PROMPT =>
Return the records exactly, please. Every line should match.

****************************************

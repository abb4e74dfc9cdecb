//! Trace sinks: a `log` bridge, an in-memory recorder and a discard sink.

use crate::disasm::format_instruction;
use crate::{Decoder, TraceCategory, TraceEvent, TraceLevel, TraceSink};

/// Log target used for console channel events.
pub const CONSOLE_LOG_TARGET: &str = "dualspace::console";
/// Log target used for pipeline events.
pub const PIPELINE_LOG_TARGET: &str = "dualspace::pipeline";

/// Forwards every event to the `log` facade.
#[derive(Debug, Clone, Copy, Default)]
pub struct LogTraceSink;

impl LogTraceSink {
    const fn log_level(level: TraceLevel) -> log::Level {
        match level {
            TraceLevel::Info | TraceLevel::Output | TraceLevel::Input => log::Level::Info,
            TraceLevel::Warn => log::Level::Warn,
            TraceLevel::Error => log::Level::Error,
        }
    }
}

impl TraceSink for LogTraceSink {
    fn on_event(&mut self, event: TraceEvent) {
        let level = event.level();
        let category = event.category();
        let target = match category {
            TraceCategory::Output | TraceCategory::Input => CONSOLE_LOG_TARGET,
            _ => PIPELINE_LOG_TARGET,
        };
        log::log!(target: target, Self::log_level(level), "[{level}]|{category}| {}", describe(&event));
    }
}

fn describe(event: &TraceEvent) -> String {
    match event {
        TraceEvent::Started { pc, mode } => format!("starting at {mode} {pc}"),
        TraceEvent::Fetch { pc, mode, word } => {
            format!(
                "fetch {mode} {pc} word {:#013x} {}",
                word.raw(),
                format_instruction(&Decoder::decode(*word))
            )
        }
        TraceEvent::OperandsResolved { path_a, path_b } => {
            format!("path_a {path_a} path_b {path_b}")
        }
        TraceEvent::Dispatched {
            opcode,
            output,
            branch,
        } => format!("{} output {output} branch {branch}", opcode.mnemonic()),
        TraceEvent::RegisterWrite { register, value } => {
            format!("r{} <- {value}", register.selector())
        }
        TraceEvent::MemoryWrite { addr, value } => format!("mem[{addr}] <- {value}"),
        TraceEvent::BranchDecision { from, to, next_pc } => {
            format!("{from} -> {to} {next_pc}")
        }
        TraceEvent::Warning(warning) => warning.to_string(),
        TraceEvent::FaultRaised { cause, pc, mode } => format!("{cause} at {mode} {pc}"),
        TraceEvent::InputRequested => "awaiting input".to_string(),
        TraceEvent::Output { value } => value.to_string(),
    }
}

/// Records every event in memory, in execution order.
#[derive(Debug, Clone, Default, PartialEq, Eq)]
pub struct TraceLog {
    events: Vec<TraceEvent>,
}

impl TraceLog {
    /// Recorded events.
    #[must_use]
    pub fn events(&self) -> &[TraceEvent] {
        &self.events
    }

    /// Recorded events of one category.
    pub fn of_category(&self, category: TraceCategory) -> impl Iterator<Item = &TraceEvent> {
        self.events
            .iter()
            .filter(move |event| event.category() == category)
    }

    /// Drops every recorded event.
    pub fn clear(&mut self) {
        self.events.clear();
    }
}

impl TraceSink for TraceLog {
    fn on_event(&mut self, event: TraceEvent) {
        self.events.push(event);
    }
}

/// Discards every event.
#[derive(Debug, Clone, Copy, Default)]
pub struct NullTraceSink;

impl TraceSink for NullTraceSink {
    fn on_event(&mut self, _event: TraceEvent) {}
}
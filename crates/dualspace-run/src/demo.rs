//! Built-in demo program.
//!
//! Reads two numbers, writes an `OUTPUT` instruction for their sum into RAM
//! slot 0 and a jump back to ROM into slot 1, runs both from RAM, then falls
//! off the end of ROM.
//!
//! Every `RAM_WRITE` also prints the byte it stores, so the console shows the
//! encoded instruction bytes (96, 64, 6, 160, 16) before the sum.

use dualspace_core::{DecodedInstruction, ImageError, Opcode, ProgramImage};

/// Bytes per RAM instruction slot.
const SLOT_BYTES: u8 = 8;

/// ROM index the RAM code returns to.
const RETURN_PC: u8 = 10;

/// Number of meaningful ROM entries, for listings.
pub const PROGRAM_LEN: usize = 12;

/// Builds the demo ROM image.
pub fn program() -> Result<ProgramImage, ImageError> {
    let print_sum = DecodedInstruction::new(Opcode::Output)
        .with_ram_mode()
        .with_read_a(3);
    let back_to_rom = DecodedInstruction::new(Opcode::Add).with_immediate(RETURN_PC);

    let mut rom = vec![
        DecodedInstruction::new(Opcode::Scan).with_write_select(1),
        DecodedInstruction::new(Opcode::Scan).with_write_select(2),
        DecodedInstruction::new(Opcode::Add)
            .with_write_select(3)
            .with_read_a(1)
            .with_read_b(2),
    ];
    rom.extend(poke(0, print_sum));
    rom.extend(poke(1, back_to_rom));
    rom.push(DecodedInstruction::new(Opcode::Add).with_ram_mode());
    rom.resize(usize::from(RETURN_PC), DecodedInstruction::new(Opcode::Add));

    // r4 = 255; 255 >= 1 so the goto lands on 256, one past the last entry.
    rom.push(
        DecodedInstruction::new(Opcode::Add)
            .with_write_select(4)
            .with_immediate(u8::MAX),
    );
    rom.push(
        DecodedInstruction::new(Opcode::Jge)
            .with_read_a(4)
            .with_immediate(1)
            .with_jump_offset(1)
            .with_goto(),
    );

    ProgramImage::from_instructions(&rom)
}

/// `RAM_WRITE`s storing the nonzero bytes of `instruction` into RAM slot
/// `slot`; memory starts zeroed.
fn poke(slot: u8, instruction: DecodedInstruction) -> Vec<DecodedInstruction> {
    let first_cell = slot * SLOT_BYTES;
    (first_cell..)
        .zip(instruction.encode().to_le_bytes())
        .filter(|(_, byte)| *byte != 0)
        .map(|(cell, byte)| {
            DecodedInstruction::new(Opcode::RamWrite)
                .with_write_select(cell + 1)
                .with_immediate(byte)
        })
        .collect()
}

****************************************

EXPECTED ANSWER =>
repository abb4e74dfc9cdecb
//! Trace sinks: a `log` bridge, an in-memory recorder and a discard sink.

use crate::disasm::format_instruction;
use crate::{Decoder, TraceCategory, TraceEvent, TraceLevel, TraceSink};

/// Log target used for console channel events.
pub const CONSOLE_LOG_TARGET: &str = "dualspace::console";
/// Log target used for pipeline events.
pub const PIPELINE_LOG_TARGET: &str = "dualspace::pipeline";

/// Forwards every event to the `log` facade.
#[derive(Debug, Clone, Copy, Default)]
pub struct LogTraceSink;

impl LogTraceSink {
    const fn log_level(level: TraceLevel) -> log::Level {
        match level {
            TraceLevel::Info | TraceLevel::Output | TraceLevel::Input => log::Level::Info,
            TraceLevel::Warn => log::Level::Warn,
            TraceLevel::Error => log::Level::Error,
        }
    }
}

impl TraceSink for LogTraceSink {
    fn on_event(&mut self, event: TraceEvent) {
        let level = event.level();
        let category = event.category();
        let target = match category {
            TraceCategory::Output | TraceCategory::Input => CONSOLE_LOG_TARGET,
            _ => PIPELINE_LOG_TARGET,
        };
        log::log!(target: target, Self::log_level(level), "[{level}]|{category}| {}", describe(&event));
    }
}

fn describe(event: &TraceEvent) -> String {
    match event {
        TraceEvent::Started { pc, mode } => format!("starting at {mode} {pc}"),
        TraceEvent::Fetch { pc, mode, word } => {
            format!(
                "fetch {mode} {pc} word {:#013x} {}",
                word.raw(),
                format_instruction(&Decoder::decode(*word))
            )
        }
        TraceEvent::OperandsResolved { path_a, path_b } => {
            format!("path_a {path_a} path_b {path_b}")
        }
        TraceEvent::Dispatched {
            opcode,
            output,
            branch,
        } => format!("{} output {output} branch {branch}", opcode.mnemonic()),
        TraceEvent::RegisterWrite { register, value } => {
            format!("r{} <- {value}", register.selector())
        }
        TraceEvent::MemoryWrite { addr, value } => format!("mem[{addr}] <- {value}"),
        TraceEvent::BranchDecision { from, to, next_pc } => {
            format!("{from} -> {to} {next_pc}")
        }
        TraceEvent::Warning(warning) => warning.to_string(),
        TraceEvent::FaultRaised { cause, pc, mode } => format!("{cause} at {mode} {pc}"),
        TraceEvent::InputRequested => "awaiting input".to_string(),
        TraceEvent::Output { value } => value.to_string(),
    }
}

/// Records every event in memory, in execution order.
#[derive(Debug, Clone, Default, PartialEq, Eq)]
pub struct TraceLog {
    events: Vec<TraceEvent>,
}

impl TraceLog {
    /// Recorded events.
    #[must_use]
    pub fn events(&self) -> &[TraceEvent] {
        &self.events
    }

    /// Recorded events of one category.
    pub fn of_category(&self, category: TraceCategory) -> impl Iterator<Item = &TraceEvent> {
        self.events
            .iter()
            .filter(move |event| event.category() == category)
    }

    /// Drops every recorded event.
    pub fn clear(&mut self) {
        self.events.clear();
    }
}

impl TraceSink for TraceLog {
    fn on_event(&mut self, event: TraceEvent) {
        self.events.push(event);
    }
}

/// Discards every event.
#[derive(Debug, Clone, Copy, Default)]
pub struct NullTraceSink;

impl TraceSink for NullTraceSink {
    fn on_event(&mut self, _event: TraceEvent) {}
}
filename crates/dualspace-run/src/demo.rs
//! Built-in demo program.
//!
//! Reads two numbers, writes an `OUTPUT` instruction for their sum into RAM
//! slot 0 and a jump back to ROM into slot 1, runs both from RAM, then falls
//! off the end of ROM.
//!
//! Every `RAM_WRITE` also prints the byte it stores, so the console shows the
//! encoded instruction bytes (96, 64, 6, 160, 16) before the sum.

use dualspace_core::{DecodedInstruction, ImageError, Opcode, ProgramImage};

/// Bytes per RAM instruction slot.
const SLOT_BYTES: u8 = 8;

/// ROM index the RAM code returns to.
const RETURN_PC: u8 = 10;

/// Number of meaningful ROM entries, for listings.
pub const PROGRAM_LEN: usize = 12;

/// Builds the demo ROM image.
pub fn program() -> Result<ProgramImage, ImageError> {
    let print_sum = DecodedInstruction::new(Opcode::Output)
        .with_ram_mode()
        .with_read_a(3);
    let back_to_rom = DecodedInstruction::new(Opcode::Add).with_immediate(RETURN_PC);

    let mut rom = vec![
        DecodedInstruction::new(Opcode::Scan).with_write_select(1),
        DecodedInstruction::new(Opcode::Scan).with_write_select(2),
        DecodedInstruction::new(Opcode::Add)
            .with_write_select(3)
            .with_read_a(1)
            .with_read_b(2),
    ];
    rom.extend(poke(0, print_sum));
    rom.extend(poke(1, back_to_rom));
    rom.push(DecodedInstruction::new(Opcode::Add).with_ram_mode());
    rom.resize(usize::from(RETURN_PC), DecodedInstruction::new(Opcode::Add));

    // r4 = 255; 255 >= 1 so the goto lands on 256, one past the last entry.
    rom.push(
        DecodedInstruction::new(Opcode::Add)
            .with_write_select(4)
            .with_immediate(u8::MAX),
    );
    rom.push(
        DecodedInstruction::new(Opcode::Jge)
            .with_read_a(4)
            .with_immediate(1)
            .with_jump_offset(1)
            .with_goto(),
    );

    ProgramImage::from_instructions(&rom)
}

/// `RAM_WRITE`s storing the nonzero bytes of `instruction` into RAM slot
/// `slot`; memory starts zeroed.
fn poke(slot: u8, instruction: DecodedInstruction) -> Vec<DecodedInstruction> {
    let first_cell = slot * SLOT_BYTES;
    (first_cell..)
        .zip(instruction.encode().to_le_bytes())
        .filter(|(_, byte)| *byte != 0)
        .map(|(cell, byte)| {
            DecodedInstruction::new(Opcode::RamWrite)
                .with_write_select(cell + 1)
                .with_immediate(byte)
        })
        .collect()
}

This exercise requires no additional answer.